### Aim of the task
Every entry in the following data should be output exactly.

___ Entries shown

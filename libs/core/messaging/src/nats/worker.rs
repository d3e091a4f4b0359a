//! NATS JetStream worker loop.
//!
//! Fetches message batches from a pull consumer and dispatches each message
//! to the handler concurrently, bounded by a semaphore. The handler's
//! [`Disposition`] is executed against the message as exactly one ack or nak.

use crate::handler::{Disposition, MessageHandler};
use crate::nats::config::WorkerConfig;
use crate::nats::consumer::{InboundMessage, NatsConsumer, StreamInfo};
use crate::nats::error::NatsError;
use crate::nats::metrics::WorkerMetrics;
use async_nats::jetstream::Context;
use futures::FutureExt;
use std::panic::AssertUnwindSafe;
use std::sync::Arc;
use std::time::{Duration, Instant};
use tokio::sync::{watch, Semaphore};
use tracing::{debug, error, info, warn};

/// NATS JetStream worker driving a [`MessageHandler`].
pub struct NatsWorker<H: MessageHandler> {
    consumer: NatsConsumer,
    handler: Arc<H>,
    config: WorkerConfig,
    metrics: Arc<WorkerMetrics>,
}

impl<H: MessageHandler + 'static> NatsWorker<H> {
    /// Create a new NATS worker, initializing the stream and consumer.
    pub async fn new(
        jetstream: Context,
        handler: H,
        config: WorkerConfig,
    ) -> Result<Self, NatsError> {
        let jetstream = Arc::new(jetstream);
        let metrics = Arc::new(WorkerMetrics::new(&config.stream_name, handler.name()));

        let consumer = NatsConsumer::new(jetstream, config.clone());
        consumer.init().await?;

        Ok(Self {
            consumer,
            handler: Arc::new(handler),
            config,
            metrics,
        })
    }

    /// Run the worker loop.
    ///
    /// The worker will:
    /// 1. Fetch messages in batches
    /// 2. Dispatch each message concurrently (up to max_concurrent)
    /// 3. Ack or nak each message per the handler's disposition
    /// 4. Handle shutdown gracefully, draining in-flight messages
    pub async fn run(&self, mut shutdown_rx: watch::Receiver<bool>) -> Result<(), NatsError> {
        info!(
            stream = %self.config.stream_name,
            consumer = %self.config.consumer_name,
            durable = %self.config.durable_name,
            max_concurrent = %self.config.max_concurrent,
            "Starting NATS worker"
        );

        loop {
            tokio::select! {
                _ = shutdown_rx.changed() => {
                    if *shutdown_rx.borrow() {
                        info!("Shutdown signal received, stopping worker");
                        break;
                    }
                }

                result = self.process_batch() => {
                    if let Err(e) = result {
                        error!(error = %e, "Error processing batch");
                        tokio::time::sleep(Duration::from_secs(1)).await;
                    }
                }
            }
        }

        info!("NATS worker stopped");
        Ok(())
    }

    /// Process a batch of messages concurrently.
    async fn process_batch(&self) -> Result<(), NatsError> {
        let messages = self.consumer.fetch(self.config.batch_size).await?;

        if messages.is_empty() {
            // No messages, wait before next poll
            tokio::time::sleep(Duration::from_millis(100)).await;
            return Ok(());
        }

        let semaphore = Arc::new(Semaphore::new(self.config.max_concurrent));
        let mut handles = Vec::with_capacity(messages.len());

        for message in messages {
            let permit = semaphore
                .clone()
                .acquire_owned()
                .await
                .map_err(NatsError::consumer)?;
            let handler = self.handler.clone();
            let metrics = self.metrics.clone();

            let handle = tokio::spawn(async move {
                let result = Self::dispatch(message, handler.as_ref(), metrics.as_ref()).await;
                drop(permit);
                result
            });

            handles.push(handle);
        }

        for handle in handles {
            match handle.await {
                Ok(Err(e)) => error!(error = %e, "Failed to acknowledge message"),
                Err(e) => error!(error = %e, "Dispatch task failed"),
                Ok(Ok(())) => {}
            }
        }

        Ok(())
    }

    /// Dispatch a single message to the handler and execute its disposition.
    ///
    /// The handler invocation is wrapped in `catch_unwind`: an unexpected
    /// panic is contained, logged with the raw payload, and turned into a
    /// nak rather than crashing the consumer.
    async fn dispatch(
        message: InboundMessage,
        handler: &H,
        metrics: &WorkerMetrics,
    ) -> Result<(), NatsError> {
        metrics.message_received();

        let sequence = message.sequence;
        if message.is_redelivery() {
            debug!(
                sequence,
                delivery_count = message.delivery_count,
                "Processing redelivered message"
            );
        }

        let start = Instant::now();
        let disposition = AssertUnwindSafe(handler.handle(message.payload()))
            .catch_unwind()
            .await
            .unwrap_or_else(|_| {
                error!(
                    sequence,
                    payload = %String::from_utf8_lossy(message.payload()),
                    "Handler panicked while processing message"
                );
                Disposition::nack("unexpected processing failure")
            });
        let duration = start.elapsed();

        match disposition {
            Disposition::Ack => {
                message.ack().await?;
                metrics.message_acked(duration);
                debug!(
                    sequence,
                    duration_ms = duration.as_millis(),
                    "Message acknowledged"
                );
            }
            Disposition::Nack(cause) => {
                message.nak().await?;
                metrics.message_nacked(duration);
                warn!(
                    sequence,
                    cause = %cause,
                    duration_ms = duration.as_millis(),
                    "Message negatively acknowledged"
                );
            }
        }

        Ok(())
    }

    /// Get stream info.
    pub async fn stream_info(&self) -> Result<StreamInfo, NatsError> {
        self.consumer.stream_info().await
    }

    /// Run the handler's health check.
    pub async fn handler_healthy(&self) -> bool {
        self.handler.health_check().await
    }
}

______

### Result for this exercise
filename libs/core/messaging/src/nats/worker.rs
repository d3e091a4f4b0359a
//! NATS JetStream worker loop.
//!
//! Fetches message batches from a pull consumer and dispatches each message
//! to the handler concurrently, bounded by a semaphore. The handler's
//! [`Disposition`] is executed against the message as exactly one ack or nak.

use crate::handler::{Disposition, MessageHandler};
use crate::nats::config::WorkerConfig;
use crate::nats::consumer::{InboundMessage, NatsConsumer, StreamInfo};
use crate::nats::error::NatsError;
use crate::nats::metrics::WorkerMetrics;
use async_nats::jetstream::Context;
use futures::FutureExt;
use std::panic::AssertUnwindSafe;
use std::sync::Arc;
use std::time::{Duration, Instant};
use tokio::sync::{watch, Semaphore};
use tracing::{debug, error, info, warn};

/// NATS JetStream worker driving a [`MessageHandler`].
pub struct NatsWorker<H: MessageHandler> {
    consumer: NatsConsumer,
    handler: Arc<H>,
    config: WorkerConfig,
    metrics: Arc<WorkerMetrics>,
}

impl<H: MessageHandler + 'static> NatsWorker<H> {
    /// Create a new NATS worker, initializing the stream and consumer.
    pub async fn new(
        jetstream: Context,
        handler: H,
        config: WorkerConfig,
    ) -> Result<Self, NatsError> {
        let jetstream = Arc::new(jetstream);
        let metrics = Arc::new(WorkerMetrics::new(&config.stream_name, handler.name()));

        let consumer = NatsConsumer::new(jetstream, config.clone());
        consumer.init().await?;

        Ok(Self {
            consumer,
            handler: Arc::new(handler),
            config,
            metrics,
        })
    }

    /// Run the worker loop.
    ///
    /// The worker will:
    /// 1. Fetch messages in batches
    /// 2. Dispatch each message concurrently (up to max_concurrent)
    /// 3. Ack or nak each message per the handler's disposition
    /// 4. Handle shutdown gracefully, draining in-flight messages
    pub async fn run(&self, mut shutdown_rx: watch::Receiver<bool>) -> Result<(), NatsError> {
        info!(
            stream = %self.config.stream_name,
            consumer = %self.config.consumer_name,
            durable = %self.config.durable_name,
            max_concurrent = %self.config.max_concurrent,
            "Starting NATS worker"
        );

        loop {
            tokio::select! {
                _ = shutdown_rx.changed() => {
                    if *shutdown_rx.borrow() {
                        info!("Shutdown signal received, stopping worker");
                        break;
                    }
                }

                result = self.process_batch() => {
                    if let Err(e) = result {
                        error!(error = %e, "Error processing batch");
                        tokio::time::sleep(Duration::from_secs(1)).await;
                    }
                }
            }
        }

        info!("NATS worker stopped");
        Ok(())
    }

    /// Process a batch of messages concurrently.
    async fn process_batch(&self) -> Result<(), NatsError> {
        let messages = self.consumer.fetch(self.config.batch_size).await?;

        if messages.is_empty() {
            // No messages, wait before next poll
            tokio::time::sleep(Duration::from_millis(100)).await;
            return Ok(());
        }

        let semaphore = Arc::new(Semaphore::new(self.config.max_concurrent));
        let mut handles = Vec::with_capacity(messages.len());

        for message in messages {
            let permit = semaphore
                .clone()
                .acquire_owned()
                .await
                .map_err(NatsError::consumer)?;
            let handler = self.handler.clone();
            let metrics = self.metrics.clone();

            let handle = tokio::spawn(async move {
                let result = Self::dispatch(message, handler.as_ref(), metrics.as_ref()).await;
                drop(permit);
                result
            });

            handles.push(handle);
        }

        for handle in handles {
            match handle.await {
                Ok(Err(e)) => error!(error = %e, "Failed to acknowledge message"),
                Err(e) => error!(error = %e, "Dispatch task failed"),
                Ok(Ok(())) => {}
            }
        }

        Ok(())
    }

    /// Dispatch a single message to the handler and execute its disposition.
    ///
    /// The handler invocation is wrapped in `catch_unwind`: an unexpected
    /// panic is contained, logged with the raw payload, and turned into a
    /// nak rather than crashing the consumer.
    async fn dispatch(
        message: InboundMessage,
        handler: &H,
        metrics: &WorkerMetrics,
    ) -> Result<(), NatsError> {
        metrics.message_received();

        let sequence = message.sequence;
        if message.is_redelivery() {
            debug!(
                sequence,
                delivery_count = message.delivery_count,
                "Processing redelivered message"
            );
        }

        let start = Instant::now();
        let disposition = AssertUnwindSafe(handler.handle(message.payload()))
            .catch_unwind()
            .await
            .unwrap_or_else(|_| {
                error!(
                    sequence,
                    payload = %String::from_utf8_lossy(message.payload()),
                    "Handler panicked while processing message"
                );
                Disposition::nack("unexpected processing failure")
            });
        let duration = start.elapsed();

        match disposition {
            Disposition::Ack => {
                message.ack().await?;
                metrics.message_acked(duration);
                debug!(
                    sequence,
                    duration_ms = duration.as_millis(),
                    "Message acknowledged"
                );
            }
            Disposition::Nack(cause) => {
                message.nak().await?;
                metrics.message_nacked(duration);
                warn!(
                    sequence,
                    cause = %cause,
                    duration_ms = duration.as_millis(),
                    "Message negatively acknowledged"
                );
            }
        }

        Ok(())
    }

    /// Get stream info.
    pub async fn stream_info(&self) -> Result<StreamInfo, NatsError> {
        self.consumer.stream_info().await
    }

    /// Run the handler's health check.
    pub async fn handler_healthy(&self) -> bool {
        self.handler.health_check().await
    }
}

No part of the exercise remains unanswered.